▸ Extracted material:
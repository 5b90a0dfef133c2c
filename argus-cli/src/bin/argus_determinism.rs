// argus-cli/src/bin/argus_determinism.rs
// ============================================================================
// Module: Determinism CLI
// Description: CLI entrypoint running the pipeline twice against independent
//   in-memory stores and reporting any drift.
// Purpose: Let operators and CI verify a bundle produces identical output on
//   a rerun before trusting it against a real document store.
// Dependencies: argus-cli, argus-config, argus-pipeline, clap
// ============================================================================

//! ## Overview
//! Unlike `argus-acquire`, this binary never touches a configured document
//! store: both runs happen against fresh in-memory stores, so determinism
//! failures never propagate into real data.

use std::path::PathBuf;
use std::process::ExitCode;

use argus_cli::CliError;
use argus_pipeline::determinism;
use argus_pipeline::orchestrator::OrchestratorRequest;
use clap::Parser;

/// Runs the Argus pipeline twice against a bundle directory and diffs the
/// result.
#[derive(Debug, Parser)]
#[command(name = "argus-determinism", about = "Check that a bundle produces identical pipeline output on a rerun.")]
struct Cli {
    /// Path to the bundle directory (containing `bundle.manifest.json`).
    #[arg(long, value_name = "DIR")]
    bundle: PathBuf,
    /// Repository override; defaults to the value in the bundle manifest.
    #[arg(long)]
    repo: Option<String>,
    /// Build id override; defaults to the value in the bundle manifest.
    #[arg(long = "build-id")]
    build_id: Option<String>,
    /// Number of top-ranked findings to act on.
    #[arg(long = "top-n", default_value_t = 50)]
    top_n: usize,
    /// Stop diffing at the first drift found, rather than collecting all of
    /// them.
    #[arg(long = "fail-fast")]
    fail_fast: bool,
}

fn main() -> ExitCode {
    let cli = Cli::parse();
    match run(&cli) {
        Ok(passed) => {
            if passed {
                ExitCode::SUCCESS
            } else {
                ExitCode::FAILURE
            }
        }
        Err(err) => report_error(&err),
    }
}

fn run(cli: &Cli) -> Result<bool, CliError> {
    let (manifest, files) = argus_cli::load_bundle_dir(&cli.bundle)?;
    let (repo, build_id) = argus_cli::resolve_ids(cli.repo.as_deref(), cli.build_id.as_deref(), &manifest)?;

    let started_at = 0;
    let run_id = argus_cli::derive_run_id(&repo, &build_id, started_at)?;

    let request = OrchestratorRequest {
        repo,
        build_id,
        run_id,
        started_at,
        files: &files,
        top_n: cli.top_n,
        dry_run: true,
        attempt: 1,
    };

    let report = determinism::run_twice_and_diff(&request, cli.fail_fast)?;

    if report.passed {
        println!("determinism check passed");
    } else {
        eprintln!("determinism check failed:");
        for failure in &report.failures {
            eprintln!("  - {failure}");
        }
    }

    Ok(report.passed)
}

/// Reports CLI errors to stderr and returns a failure exit code.
fn report_error(err: &CliError) -> ExitCode {
    eprintln!("{err}");
    ExitCode::FAILURE
}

▸ Task requirements:
An exact reproduction of all the entries, complete to the last line, is needed.

▸ Result of this task:
repository 5b90a0dfef133c2c
filename argus-cli/src/bin/argus_determinism.rs
// argus-cli/src/bin/argus_determinism.rs
// ============================================================================
// Module: Determinism CLI
// Description: CLI entrypoint running the pipeline twice against independent
//   in-memory stores and reporting any drift.
// Purpose: Let operators and CI verify a bundle produces identical output on
//   a rerun before trusting it against a real document store.
// Dependencies: argus-cli, argus-config, argus-pipeline, clap
// ============================================================================

//! ## Overview
//! Unlike `argus-acquire`, this binary never touches a configured document
//! store: both runs happen against fresh in-memory stores, so determinism
//! failures never propagate into real data.

use std::path::PathBuf;
use std::process::ExitCode;

use argus_cli::CliError;
use argus_pipeline::determinism;
use argus_pipeline::orchestrator::OrchestratorRequest;
use clap::Parser;

/// Runs the Argus pipeline twice against a bundle directory and diffs the
/// result.
#[derive(Debug, Parser)]
#[command(name = "argus-determinism", about = "Check that a bundle produces identical pipeline output on a rerun.")]
struct Cli {
    /// Path to the bundle directory (containing `bundle.manifest.json`).
    #[arg(long, value_name = "DIR")]
    bundle: PathBuf,
    /// Repository override; defaults to the value in the bundle manifest.
    #[arg(long)]
    repo: Option<String>,
    /// Build id override; defaults to the value in the bundle manifest.
    #[arg(long = "build-id")]
    build_id: Option<String>,
    /// Number of top-ranked findings to act on.
    #[arg(long = "top-n", default_value_t = 50)]
    top_n: usize,
    /// Stop diffing at the first drift found, rather than collecting all of
    /// them.
    #[arg(long = "fail-fast")]
    fail_fast: bool,
}

fn main() -> ExitCode {
    let cli = Cli::parse();
    match run(&cli) {
        Ok(passed) => {
            if passed {
                ExitCode::SUCCESS
            } else {
                ExitCode::FAILURE
            }
        }
        Err(err) => report_error(&err),
    }
}

fn run(cli: &Cli) -> Result<bool, CliError> {
    let (manifest, files) = argus_cli::load_bundle_dir(&cli.bundle)?;
    let (repo, build_id) = argus_cli::resolve_ids(cli.repo.as_deref(), cli.build_id.as_deref(), &manifest)?;

    let started_at = 0;
    let run_id = argus_cli::derive_run_id(&repo, &build_id, started_at)?;

    let request = OrchestratorRequest {
        repo,
        build_id,
        run_id,
        started_at,
        files: &files,
        top_n: cli.top_n,
        dry_run: true,
        attempt: 1,
    };

    let report = determinism::run_twice_and_diff(&request, cli.fail_fast)?;

    if report.passed {
        println!("determinism check passed");
    } else {
        eprintln!("determinism check failed:");
        for failure in &report.failures {
            eprintln!("  - {failure}");
        }
    }

    Ok(report.passed)
}

/// Reports CLI errors to stderr and returns a failure exit code.
fn report_error(err: &CliError) -> ExitCode {
    eprintln!("{err}");
    ExitCode::FAILURE
}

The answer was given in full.